Kısa Öykü: Öldüren selfie

RÜYA ERSİNA UYGUR
ersinaru@gmail.com

-Fazla abanmayın, düşeceksiniz.

Arkalarına İstanbul siluetini almış, ay ışığı altında romantik bir poz için birbirine sarılmış Nergis ve Tanju kendilerini boşlukta gösterebilmek için korkuluğun ötesine sarkıyorlardı. Deklanşöre basıp doğrulduklarında rahatladım.

Nergis sabırsızca kocasının cep telefonunu almaya çalıştı.

-Bakayım, bakayım.

-Dur bir dakika…

-Yoksa face’te paylaştın mı?

-Evet, 10 kişi hemen beğendi bile.

Nergis somurtarak oturdu.

-Hep böyle yapıyorsun.

-Ne üzülüyorsun, beğenenler yirmi beş oldu!

-Oğlu da bunun gibi!  

Kocasını eleştiriyor mu, övüyor mu belirsiz bir ifadeyle akıllı telefonunun ekranında imajları elinin tersiyle iteleye iteleye istediği yere ulaştı.

-Bak Orçun sevdiği kıza evlenme teklifini face’te yapmış, kızın “evet”ini zor bulursun,  upuzun bir kızlar listesi, sanki onlara da teklifte bulunmuş gibi hepsi de “evet” leri yapıştırmışlar.

Her ne kadar uzun zamandır görmemiş olsam da Orçun’u küçüklüğünden tanır, severdim. Annesinin bana doğru uzattığı telefona mahrem bir anına karışmanın çekingenliğiyle göz ucuyla baktım.

-Ay sen de bir âlemsin dedi Nergis. Ayol kızlar “evet” diye çığlıklar atıyor, sen okumaya, bakmaya utanıyorsun.

Tanju birden karısına döndü.

-Ne o dargın mıyız, bana cevap vermedin?

-Ne cevabı? diye sordu Nergis bir an şaşırarak.

Sonra hemen cep telefonunda face sayfasının başına baktı.

-Bulamıyorum diye telaşlandı. O kadar çok arkadaştan paylaşım olmuş ki.

-İn in aşağıya, bak ne yazdım senin için!

-Söylesen olmaz mı?

-O zaman sürprizi kalmaz.

Kocasının  selfie’leri  altındaki  yorumunu görünce  Nergis’in gözleri parladı.

-Ah aşkım, “Ölüm bile bizi ayıramaz” diye mi yazdın?
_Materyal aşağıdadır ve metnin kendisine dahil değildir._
//! Caption panel placement and its UI sink.
//!
//! Placement is a pure function from pointer position to panel corner so the
//! overflow policy is testable; the actual node write is a thin sink system.

use bevy::prelude::*;
use bevy::window::PrimaryWindow;

use crate::constants::interaction::{CAPTION_OFFSET, CAPTION_PANEL_SIZE};

/// What the caption panel should show this tick. Written by the hover
/// arbiter, applied by the sink below.
#[derive(Resource, Debug, Clone, Default)]
pub struct CaptionPanelState {
    pub visible: bool,
    pub surface_name: String,
    pub caption: String,
    pub pointer: Vec2,
}

impl CaptionPanelState {
    pub fn show(&mut self, surface_name: String, caption: String, pointer: Vec2) {
        self.visible = true;
        self.surface_name = surface_name;
        self.caption = caption;
        self.pointer = pointer;
    }

    pub fn hide(&mut self) {
        self.visible = false;
    }
}

/// Panel corner for a pointer position: offset from the pointer, mirrored to
/// the pointer's other side when it would overflow the viewport, and clamped
/// to the edge as a last resort.
pub fn place_panel(pointer: Vec2, viewport: Vec2, panel_size: Vec2, offset: Vec2) -> Vec2 {
    let mut x = pointer.x + offset.x;
    if x + panel_size.x > viewport.x {
        x = pointer.x - offset.x - panel_size.x;
    }
    let mut y = pointer.y + offset.y;
    if y + panel_size.y > viewport.y {
        y = pointer.y - offset.y - panel_size.y;
    }

    Vec2::new(
        x.clamp(0.0, (viewport.x - panel_size.x).max(0.0)),
        y.clamp(0.0, (viewport.y - panel_size.y).max(0.0)),
    )
}

#[derive(Component)]
pub struct CaptionPanel;

#[derive(Component)]
pub struct CaptionTitle;

#[derive(Component)]
pub struct CaptionBody;

pub fn spawn_caption_panel(mut commands: Commands) {
    commands
        .spawn((
            Node {
                position_type: PositionType::Absolute,
                left: Val::Px(0.0),
                top: Val::Px(0.0),
                width: Val::Px(CAPTION_PANEL_SIZE.x),
                flex_direction: FlexDirection::Column,
                row_gap: Val::Px(4.0),
                padding: UiRect::all(Val::Px(10.0)),
                ..default()
            },
            BackgroundColor(Color::srgba(0.04, 0.05, 0.08, 0.85)),
            Visibility::Hidden,
            CaptionPanel,
        ))
        .with_children(|parent| {
            parent.spawn((
                Text::new(""),
                TextFont {
                    font_size: 15.0,
                    ..default()
                },
                TextColor(Color::WHITE),
                CaptionTitle,
            ));
            parent.spawn((
                Text::new(""),
                TextFont {
                    font_size: 12.0,
                    ..default()
                },
                TextColor(Color::srgb(0.75, 0.78, 0.85)),
                CaptionBody,
            ));
        });
}

/// Apply the computed placement to the UI node.
pub fn apply_caption_panel(
    state: Res<CaptionPanelState>,
    windows: Query<&Window, With<PrimaryWindow>>,
    mut panels: Query<(&mut Node, &mut Visibility), With<CaptionPanel>>,
    mut titles: Query<&mut Text, (With<CaptionTitle>, Without<CaptionBody>)>,
    mut bodies: Query<&mut Text, (With<CaptionBody>, Without<CaptionTitle>)>,
) {
    let Ok((mut node, mut visibility)) = panels.single_mut() else {
        return;
    };

    if !state.visible {
        *visibility = Visibility::Hidden;
        return;
    }

    let Ok(window) = windows.single() else {
        return;
    };
    let viewport = Vec2::new(window.width(), window.height());
    let corner = place_panel(state.pointer, viewport, CAPTION_PANEL_SIZE, CAPTION_OFFSET);

    node.left = Val::Px(corner.x);
    node.top = Val::Px(corner.y);
    *visibility = Visibility::Visible;

    if let Ok(mut title) = titles.single_mut() {
        title.0 = state.surface_name.clone();
    }
    if let Ok(mut body) = bodies.single_mut() {
        body.0 = state.caption.clone();
    }
}

/// Keep the hosting page's overlay in step with the caption panel. Only
/// visibility and surface changes are forwarded, not every reposition.
pub fn notify_caption_state(
    state: Res<CaptionPanelState>,
    mut rpc: ResMut<crate::rpc::web_rpc::WebRpcInterface>,
    mut last: Local<(bool, String)>,
) {
    let current = (state.visible, state.surface_name.clone());
    if current == *last {
        return;
    }
    *last = current;
    rpc.send_notification(
        "caption_state",
        serde_json::json!({
            "visible": state.visible,
            "surface": state.surface_name,
        }),
    );
}

#[cfg(test)]
mod tests {
    use super::*;

    const VIEWPORT: Vec2 = Vec2::new(1280.0, 720.0);
    const PANEL: Vec2 = Vec2::new(260.0, 72.0);
    const OFFSET: Vec2 = Vec2::new(18.0, 14.0);

    #[test]
    fn panel_sits_below_right_of_the_pointer() {
        let corner = place_panel(Vec2::new(100.0, 100.0), VIEWPORT, PANEL, OFFSET);
        assert_eq!(corner, Vec2::new(118.0, 114.0));
    }

    #[test]
    fn overflow_on_the_right_flips_to_the_left() {
        let corner = place_panel(Vec2::new(1200.0, 100.0), VIEWPORT, PANEL, OFFSET);
        assert_eq!(corner.x, 1200.0 - 18.0 - 260.0);
        assert_eq!(corner.y, 114.0);
    }

    #[test]
    fn overflow_on_the_bottom_flips_upward() {
        let corner = place_panel(Vec2::new(100.0, 700.0), VIEWPORT, PANEL, OFFSET);
        assert_eq!(corner.x, 118.0);
        assert_eq!(corner.y, 700.0 - 14.0 - 72.0);
    }

    #[test]
    fn corner_pointer_clamps_to_the_edges() {
        // Top-left: flipping would leave the viewport, so clamp wins.
        let corner = place_panel(Vec2::ZERO, PANEL + Vec2::splat(10.0), PANEL, OFFSET);
        assert_eq!(corner, Vec2::ZERO);
    }

    #[test]
    fn panel_never_extends_past_the_viewport() {
        for x in [0.0, 320.0, 640.0, 1270.0] {
            for y in [0.0, 180.0, 360.0, 715.0] {
                let corner = place_panel(Vec2::new(x, y), VIEWPORT, PANEL, OFFSET);
                assert!(corner.x >= 0.0 && corner.x + PANEL.x <= VIEWPORT.x);
                assert!(corner.y >= 0.0 && corner.y + PANEL.y <= VIEWPORT.y);
            }
        }
    }
}
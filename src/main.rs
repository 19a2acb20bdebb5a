mod constants;
mod engine;
mod interaction;
mod rpc;

use engine::core::app_setup::create_app;

fn main() {
    let mut app = create_app();

    #[cfg(target_arch = "wasm32")]
    {
        wasm_bindgen_futures::spawn_local(async move {
            app.run();
        });
    }

    #[cfg(not(target_arch = "wasm32"))]
    {
        app.run();
    }
}
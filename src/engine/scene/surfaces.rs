//! Spawning of the interactive video surfaces described by the manifest.

use bevy::prelude::*;

use crate::constants::interaction::SURFACE_PICK_DEPTH;
use crate::engine::assets::scene_manifest::GalleryManifest;
use crate::engine::media::adapter::MediaSurface;
use crate::engine::media::{HostMediaCapabilities, MediaRequest, create_adapter};
use crate::interaction::hover::InteractiveSurface;

/// Spawn one quad per manifest surface with its media adapter attached.
/// Returns the names whose media source could not be created; the caller
/// reports those as failed assets.
pub fn spawn_gallery_surfaces(
    commands: &mut Commands,
    manifest: &GalleryManifest,
    capabilities: &HostMediaCapabilities,
    images: &mut Assets<Image>,
    meshes: &mut Assets<Mesh>,
    materials: &mut Assets<StandardMaterial>,
) -> Vec<String> {
    let mut failed = Vec::new();

    for definition in &manifest.surfaces {
        let request = MediaRequest {
            url: &definition.media_url,
            muted: definition.muted,
            needs_alpha: definition.needs_alpha,
        };
        let adapter = match create_adapter(capabilities, &request, images) {
            Ok(adapter) => adapter,
            Err(reason) => {
                warn!("surface '{}' media unavailable: {reason}", definition.name);
                failed.push(definition.name.clone());
                continue;
            }
        };

        let [width, height] = definition.size;
        let material = materials.add(StandardMaterial {
            base_color_texture: Some(adapter.texture().clone()),
            unlit: true,
            alpha_mode: if definition.needs_alpha {
                AlphaMode::Blend
            } else {
                AlphaMode::Opaque
            },
            ..default()
        });

        commands.spawn((
            Mesh3d(meshes.add(Rectangle::new(width, height))),
            MeshMaterial3d(material),
            Transform::from_translation(Vec3::from(definition.position))
                .with_rotation(Quat::from_rotation_y(definition.yaw_degrees.to_radians())),
            InteractiveSurface {
                name: definition.name.clone(),
                caption: definition.caption.clone(),
                half_extents: Vec3::new(width * 0.5, height * 0.5, SURFACE_PICK_DEPTH * 0.5),
            },
            MediaSurface { adapter },
        ));
    }

    failed
}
Tanju da abartılı bir şekilde kollarını açtı.

-Ayırabilir mi sence?

Nergis bize bakıp gülümsedi.

-Aa bak Orçun da yorumladı şimdi.

-Ne diyor gençler bizim gibi hiç yaşlanmayanlara?

-“Ölümle şakayı bir de bizde gör” diyor.

-Aklı sıra bizi geçecek dedi Tanju bir kahkaha atarak. Biz kaçın kurasıyız. Bu nesil sedir çocuğu. Ooh yayılmış, informatik yaşıyorlar.

-Korkuyorum dedi Nergis Tanju’nun kolundan çekerek. Ya tehlikeli…

Biraz önce Nergis ve Tanju’nun çektikleri selfie’nin tanığı olarak ben de  tehlikenin farkındaydım. Çay servisini bırakmış, gözlerimi Nergis’in telefon ekranından alamıyordum.

Bir bildirim geldi facebook sayfasına. İçimden bir ses “çabuk açın” diyordu.

Nergis sanki endişelenmiyormuş gibi ağırdan alarak açtı.

-Sen konuşmaya devam et dedi sinirli bir kahkaha atarak, oğlun seni geçti.

-Bakayım, bakayım diye telefonu kaptı Tanju.

-Yok canım, herhalde bir göz yanılması.

Baktım Orçun ve evleneceği kız arkadaşı dışında durdukları korkuluğa tek elleriyle tutunmuşlar, diğer elleriyle zafer işareti yapıyorlardı.

Selfie’lerinin üstüne  “ölümle dansımızın ilk figürü” diye yazmışlardı.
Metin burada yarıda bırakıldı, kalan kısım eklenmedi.